In the car that was taking them to the wedding breakfast, she brushed a leaf of confetti from Angus’s khaki uniform and kissed him on the lips. He took her hand in his.
‘Alright, Mrs Dalrymple?’
‘Very alright.’ She smiled, giving his hand a squeeze.
‘You look so beautiful, my Ella. Thank you for making me the happiest man alive. The proudest one too.’
The car pulled up in front of the North British Hotel and he stepped out, then offered her his hand. There was a smattering of applause from the small group of passers-by who’d paused to enjoy the happy spectacle of a couple of newly-weds in the May sunshine.

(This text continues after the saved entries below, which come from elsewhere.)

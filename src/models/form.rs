// SPDX-License-Identifier: MIT
// Copyright 2026 Roland Dreier <roland@rolandd.dev>

//! Workout input form state.

use crate::models::workout::KindTag;
use serde::{Deserialize, Serialize};
#[cfg(feature = "binding-generation")]
use ts_rs::TS;

/// Form inputs that can hold focus.
#[derive(Debug, Clone, Copy, PartialEq, Eq, Serialize)]
#[serde(rename_all = "snake_case")]
#[cfg_attr(feature = "binding-generation", derive(TS))]
#[cfg_attr(
    feature = "binding-generation",
    ts(export, export_to = "web/src/lib/generated/")
)]
pub enum FormField {
    Distance,
    Duration,
    Cadence,
    Elevation,
}

/// Raw values as typed by the user.
#[derive(Debug, Clone, Default, PartialEq, Serialize, Deserialize)]
#[cfg_attr(feature = "binding-generation", derive(TS))]
#[cfg_attr(
    feature = "binding-generation",
    ts(export, export_to = "web/src/lib/generated/")
)]
pub struct WorkoutSubmission {
    #[serde(default)]
    pub kind: KindTag,
    #[serde(default)]
    pub distance: String,
    #[serde(default)]
    pub duration: String,
    #[serde(default)]
    pub cadence: String,
    #[serde(default)]
    pub elevation: String,
}

/// Visible state of the workout form.
#[derive(Debug, Clone, PartialEq, Serialize)]
#[cfg_attr(feature = "binding-generation", derive(TS))]
#[cfg_attr(
    feature = "binding-generation",
    ts(export, export_to = "web/src/lib/generated/")
)]
pub struct WorkoutForm {
    pub hidden: bool,
    pub selected_kind: KindTag,
    /// Which variant-specific row is shown (cadence or elevation).
    pub visible_field: FormField,
    pub focused: Option<FormField>,
    pub values: WorkoutSubmission,
}

impl Default for WorkoutForm {
    fn default() -> Self {
        Self {
            hidden: true,
            selected_kind: KindTag::Running,
            visible_field: FormField::Cadence,
            focused: None,
            values: WorkoutSubmission::default(),
        }
    }
}

impl WorkoutForm {
    /// Reveal the form with the distance input focused.
    pub fn show(&mut self) {
        self.hidden = false;
        self.focused = Some(FormField::Distance);
    }

    /// Clear all inputs and hide the form.
    pub fn hide(&mut self) {
        self.values = WorkoutSubmission {
            kind: self.selected_kind,
            ..WorkoutSubmission::default()
        };
        self.hidden = true;
        self.focused = None;
    }

    /// Swap between the cadence and elevation rows.
    pub fn toggle_variant_field(&mut self) {
        self.select_kind(self.selected_kind.toggled());
    }

    pub fn select_kind(&mut self, kind: KindTag) {
        self.selected_kind = kind;
        self.values.kind = kind;
        self.visible_field = match kind {
            KindTag::Running => FormField::Cadence,
            KindTag::Cycling => FormField::Elevation,
        };
    }
}

#[cfg(test)]
mod tests {
    use super::*;

    #[test]
    fn test_form_starts_hidden() {
        let form = WorkoutForm::default();
        assert!(form.hidden);
        assert_eq!(form.visible_field, FormField::Cadence);
        assert_eq!(form.focused, None);
    }

    #[test]
    fn test_show_focuses_distance() {
        let mut form = WorkoutForm::default();
        form.show();
        assert!(!form.hidden);
        assert_eq!(form.focused, Some(FormField::Distance));
    }

    #[test]
    fn test_hide_clears_inputs_and_keeps_kind() {
        let mut form = WorkoutForm::default();
        form.select_kind(KindTag::Cycling);
        form.show();
        form.values.distance = "12".to_string();
        form.values.elevation = "300".to_string();

        form.hide();

        assert!(form.hidden);
        assert_eq!(form.values.distance, "");
        assert_eq!(form.values.elevation, "");
        assert_eq!(form.values.kind, KindTag::Cycling);
        assert_eq!(form.selected_kind, KindTag::Cycling);
    }

    #[test]
    fn test_toggle_swaps_rows() {
        let mut form = WorkoutForm::default();
        form.toggle_variant_field();
        assert_eq!(form.selected_kind, KindTag::Cycling);
        assert_eq!(form.visible_field, FormField::Elevation);

        form.toggle_variant_field();
        assert_eq!(form.selected_kind, KindTag::Running);
        assert_eq!(form.visible_field, FormField::Cadence);
    }
}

She took his arm and the hotel doorman stood to attention as they crossed the threshold.
‘So, here we are again, Mr Brown. Little did you imagine on that day when you interviewed me that you’d end up saving my life and then marrying me,’ she teased him.
‘Actually, I did,’ he smiled down at her. ‘The marrying you bit, at least. I have to admit, it crossed my mind.’
‘Well that’s very impressive forward planning! But then that always has been one of your strengths.’
‘Ready?’ he asked her, inclining his head towards the Palm Court, where the wedding party awaited them.
‘Ready,’ she replied. And together they stepped into the room full of cheering friends.
They honeymooned at Arisaig, staying in one of the croft houses that was empty, temporarily, now that the commando training unit was being disbanded.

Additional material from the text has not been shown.